So the reason that we keep the guitars at 40 to 55% RH is because that was the humidity level when they were built. If the RH drops too low, the wood shrinks. Worst case, it cracks. If the RH goes too high the wood expands. Braces pop off and joints separate.

Given the expense of repairs and the loss of resale value for a repaired guitar, it seems silly to complain about spending $20 to $30 bucks to put a hygrometer in each guitar case. And yes, in the case is the safest place for them.
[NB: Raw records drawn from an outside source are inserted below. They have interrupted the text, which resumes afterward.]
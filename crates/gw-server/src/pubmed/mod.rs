//! PubMed record retrieval through NCBI E-utilities
//!
//! Only the `esummary` endpoint is used; it returns citation metadata as
//! JSON. Abstracts are not part of the summary and are left empty.

use async_trait::async_trait;
use reqwest::Client;
use serde::Deserialize;
use std::collections::HashMap;
use std::time::Duration;
use thiserror::Error;

use crate::config::PubmedConfig;
use crate::store::NewPublication;

#[derive(Error, Debug)]
pub enum PubmedError {
    #[error("PubMed request failed: {0}")]
    Request(#[from] reqwest::Error),

    #[error("PubMed returned status {0}")]
    Status(u16),

    #[error("PubMed has no record for id {0}")]
    NotFound(String),

    #[error("Unexpected PubMed response: {0}")]
    Malformed(String),
}

#[async_trait]
pub trait PubmedClient: Send + Sync {
    async fn fetch(&self, pubmed_id: &str) -> Result<NewPublication, PubmedError>;
}

/// `esummary.fcgi?db=pubmed&retmode=json` client.
#[derive(Debug, Clone)]
pub struct EutilsClient {
    client: Client,
    base_url: String,
    api_key: Option<String>,
}

impl EutilsClient {
    pub fn new(config: &PubmedConfig) -> Result<Self, PubmedError> {
        let client = Client::builder()
            .timeout(Duration::from_secs(config.timeout_secs))
            .user_agent(concat!("gw-server/", env!("CARGO_PKG_VERSION")))
            .build()?;

        Ok(Self {
            client,
            base_url: config.base_url.trim_end_matches('/').to_string(),
            api_key: config.api_key.clone(),
        })
    }
}

#[derive(Debug, Deserialize)]
struct SummaryResponse {
    result: Option<HashMap<String, serde_json::Value>>,
}

#[derive(Debug, Deserialize)]
struct Summary {
    #[serde(default)]
    title: Option<String>,
    #[serde(default)]
    authors: Vec<SummaryAuthor>,
    #[serde(default)]
    fulljournalname: Option<String>,
    #[serde(default)]
    source: Option<String>,
    #[serde(default)]
    volume: Option<String>,
    #[serde(default)]
    pages: Option<String>,
    #[serde(default)]
    pubdate: Option<String>,
    #[serde(default)]
    error: Option<String>,
}

#[derive(Debug, Deserialize)]
struct SummaryAuthor {
    name: String,
}

fn non_empty(value: Option<String>) -> Option<String> {
    value.map(|v| v.trim().to_string()).filter(|v| !v.is_empty())
}

/// `"2009 Dec 3"` -> `(Some("2009"), Some("Dec"))`
fn split_pubdate(pubdate: Option<&str>) -> (Option<String>, Option<String>) {
    let mut parts = pubdate.unwrap_or_default().split_whitespace();
    let year = parts.next().map(str::to_string);
    let month = parts.next().map(str::to_string);
    (year, month)
}

impl Summary {
    fn into_publication(self, pubmed_id: &str) -> NewPublication {
        let (year, month) = split_pubdate(self.pubdate.as_deref());
        let authors = self
            .authors
            .into_iter()
            .map(|a| a.name)
            .collect::<Vec<_>>()
            .join(", ");

        NewPublication {
            pubmed_id: Some(pubmed_id.to_string()),
            title: non_empty(self.title),
            authors: non_empty(Some(authors)),
            abstract_text: None,
            journal: non_empty(self.fulljournalname).or_else(|| non_empty(self.source)),
            volume: non_empty(self.volume),
            pages: non_empty(self.pages),
            month,
            year,
        }
    }
}

#[async_trait]
impl PubmedClient for EutilsClient {
    #[tracing::instrument(skip(self))]
    async fn fetch(&self, pubmed_id: &str) -> Result<NewPublication, PubmedError> {
        let url = format!("{}/esummary.fcgi", self.base_url);
        let mut params = vec![("db", "pubmed"), ("retmode", "json"), ("id", pubmed_id)];
        if let Some(key) = &self.api_key {
            params.push(("api_key", key.as_str()));
        }

        let response = self.client.get(&url).query(&params).send().await?;
        if !response.status().is_success() {
            return Err(PubmedError::Status(response.status().as_u16()));
        }

        let body: SummaryResponse = response.json().await?;
        let record = body
            .result
            .and_then(|mut result| result.remove(pubmed_id))
            .ok_or_else(|| PubmedError::NotFound(pubmed_id.to_string()))?;
        let summary: Summary =
            serde_json::from_value(record).map_err(|e| PubmedError::Malformed(e.to_string()))?;

        if summary.error.is_some() {
            return Err(PubmedError::NotFound(pubmed_id.to_string()));
        }

        tracing::debug!("Fetched PubMed summary");
        Ok(summary.into_publication(pubmed_id))
    }
}

#[cfg(test)]
mod tests {
    use super::*;
    use wiremock::matchers::{method, path, query_param};
    use wiremock::{Mock, MockServer, ResponseTemplate};

    fn client_for(server: &MockServer, api_key: Option<&str>) -> EutilsClient {
        EutilsClient::new(&PubmedConfig {
            base_url: server.uri(),
            api_key: api_key.map(str::to_string),
            timeout_secs: 5,
        })
        .unwrap()
    }

    fn summary_body() -> serde_json::Value {
        serde_json::json!({
            "header": {"type": "esummary", "version": "0.3"},
            "result": {
                "uids": ["19958391"],
                "19958391": {
                    "uid": "19958391",
                    "title": "GeneWeaver: a web-based system for integrative functional genomics.",
                    "authors": [{"name": "Baker EJ"}, {"name": "Jay JJ"}],
                    "source": "Nucleic Acids Res",
                    "fulljournalname": "Nucleic acids research",
                    "volume": "40",
                    "pages": "D1067-76",
                    "pubdate": "2012 Jan"
                }
            }
        })
    }

    #[tokio::test]
    async fn test_fetch_maps_summary() {
        let server = MockServer::start().await;
        Mock::given(method("GET"))
            .and(path("/esummary.fcgi"))
            .and(query_param("db", "pubmed"))
            .and(query_param("id", "19958391"))
            .and(query_param("api_key", "secret"))
            .respond_with(ResponseTemplate::new(200).set_body_json(summary_body()))
            .mount(&server)
            .await;

        let publication = client_for(&server, Some("secret")).fetch("19958391").await.unwrap();
        assert_eq!(publication.pubmed_id.as_deref(), Some("19958391"));
        assert_eq!(publication.authors.as_deref(), Some("Baker EJ, Jay JJ"));
        assert_eq!(publication.journal.as_deref(), Some("Nucleic acids research"));
        assert_eq!(publication.year.as_deref(), Some("2012"));
        assert_eq!(publication.month.as_deref(), Some("Jan"));
    }

    #[tokio::test]
    async fn test_fetch_unknown_id() {
        let server = MockServer::start().await;
        Mock::given(method("GET"))
            .and(path("/esummary.fcgi"))
            .respond_with(ResponseTemplate::new(200).set_body_json(serde_json::json!({
                "result": {"uids": [], "1": {"uid": "1", "error": "cannot get document summary"}}
            })))
            .mount(&server)
            .await;

        let client = client_for(&server, None);
        assert!(matches!(client.fetch("1").await, Err(PubmedError::NotFound(_))));
        assert!(matches!(client.fetch("2").await, Err(PubmedError::NotFound(_))));
    }

    #[tokio::test]
    async fn test_fetch_server_error() {
        let server = MockServer::start().await;
        Mock::given(method("GET"))
            .respond_with(ResponseTemplate::new(503))
            .mount(&server)
            .await;

        let result = client_for(&server, None).fetch("19958391").await;
        assert!(matches!(result, Err(PubmedError::Status(503))));
    }

    #[test]
    fn test_split_pubdate() {
        assert_eq!(split_pubdate(Some("2009 Dec 3")), (Some("2009".into()), Some("Dec".into())));
        assert_eq!(split_pubdate(None), (None, None));
    }
}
With a digital hygrometer and an inexpensive humidity source (You can get a Damp-it for about $7.) it is easy to maintain the relative humidity in the case year round. So worst case, you've spent $40 to prevent a repair and loss of resale value. That's a no brainer to me.

I don't think that there is any question that Taylor has the best and most extensive information on the effects of humidity on a guitar. The videos of Bob Taylor putting a guitar into a humidity cabinet to intentionally dry and crack it are pretty amazing. Then he closes the cracks by rehumidifying the guitar with Damp-its.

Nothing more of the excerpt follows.